◆ Data in this exercise:

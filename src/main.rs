use std::sync::Arc;

use anyhow::{Context, Result};
use clap::Parser;

use note_rewriter::args::{Cli, Commands};
use note_rewriter::clipboard::{ClipboardWriter, SystemClipboard};
use note_rewriter::config::CredentialStatus;
use note_rewriter::headless;
use note_rewriter::logging::init_tracing;
use note_rewriter::provider::{ChatCompletionsClient, RewriteProvider};
use note_rewriter::rewriter::RewriterTimings;
use note_rewriter::ui;

fn main() -> Result<()> {
    let cli = Cli::parse();
    init_tracing();

    let config = cli.load_config().context("Failed to load configuration")?;
    let system_prompt = config
        .system_prompt()
        .context("Failed to load system prompt")?;

    if cli.command == Some(Commands::Prompt) {
        println!("{}", system_prompt);
        return Ok(());
    }

    let credential = config.provider.resolve_credential();
    if let CredentialStatus::Unconfigured { reason } = &credential {
        tracing::warn!(reason = %reason, "Provider credentials not configured");
    }
    let api_key = credential.into_key();

    let runtime = tokio::runtime::Builder::new_multi_thread()
        .enable_all()
        .build()
        .context("Failed to start async runtime")?;

    let client = ChatCompletionsClient::new(config.provider.clone(), api_key, system_prompt)
        .context("Failed to build HTTP client")?;
    tracing::info!(
        model = %client.model(),
        configured = client.is_configured(),
        "Provider ready"
    );
    let provider: Arc<dyn RewriteProvider> = Arc::new(client);

    match cli.command {
        Some(Commands::Rewrite { input, copy }) => {
            let notes = headless::read_notes(input.as_deref())?;
            let mut clipboard = SystemClipboard::new();
            let clipboard: Option<&mut dyn ClipboardWriter> =
                if copy { Some(&mut clipboard) } else { None };
            let output = runtime.block_on(headless::run(provider.as_ref(), &notes, clipboard))?;
            println!("{}", output);
        }
        Some(Commands::Prompt) => {}
        None => {
            let timings = RewriterTimings::from(&config.rewriter);
            ui::runtime::run(provider, timings, runtime.handle().clone())
                .context("Terminal UI failed")?;
        }
    }

    Ok(())
}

◆ What you should do: Copy the lines above exactly, leaving every word as it is.

◆ Answer below:
filename src/main.rs
use std::sync::Arc;

use anyhow::{Context, Result};
use clap::Parser;

use note_rewriter::args::{Cli, Commands};
use note_rewriter::clipboard::{ClipboardWriter, SystemClipboard};
use note_rewriter::config::CredentialStatus;
use note_rewriter::headless;
use note_rewriter::logging::init_tracing;
use note_rewriter::provider::{ChatCompletionsClient, RewriteProvider};
use note_rewriter::rewriter::RewriterTimings;
use note_rewriter::ui;

fn main() -> Result<()> {
    let cli = Cli::parse();
    init_tracing();

    let config = cli.load_config().context("Failed to load configuration")?;
    let system_prompt = config
        .system_prompt()
        .context("Failed to load system prompt")?;

    if cli.command == Some(Commands::Prompt) {
        println!("{}", system_prompt);
        return Ok(());
    }

    let credential = config.provider.resolve_credential();
    if let CredentialStatus::Unconfigured { reason } = &credential {
        tracing::warn!(reason = %reason, "Provider credentials not configured");
    }
    let api_key = credential.into_key();

    let runtime = tokio::runtime::Builder::new_multi_thread()
        .enable_all()
        .build()
        .context("Failed to start async runtime")?;

    let client = ChatCompletionsClient::new(config.provider.clone(), api_key, system_prompt)
        .context("Failed to build HTTP client")?;
    tracing::info!(
        model = %client.model(),
        configured = client.is_configured(),
        "Provider ready"
    );
    let provider: Arc<dyn RewriteProvider> = Arc::new(client);

    match cli.command {
        Some(Commands::Rewrite { input, copy }) => {
            let notes = headless::read_notes(input.as_deref())?;
            let mut clipboard = SystemClipboard::new();
            let clipboard: Option<&mut dyn ClipboardWriter> =
                if copy { Some(&mut clipboard) } else { None };
            let output = runtime.block_on(headless::run(provider.as_ref(), &notes, clipboard))?;
            println!("{}", output);
        }
        Some(Commands::Prompt) => {}
        None => {
            let timings = RewriterTimings::from(&config.rewriter);
            ui::runtime::run(provider, timings, runtime.handle().clone())
                .context("Terminal UI failed")?;
        }
    }

    Ok(())
}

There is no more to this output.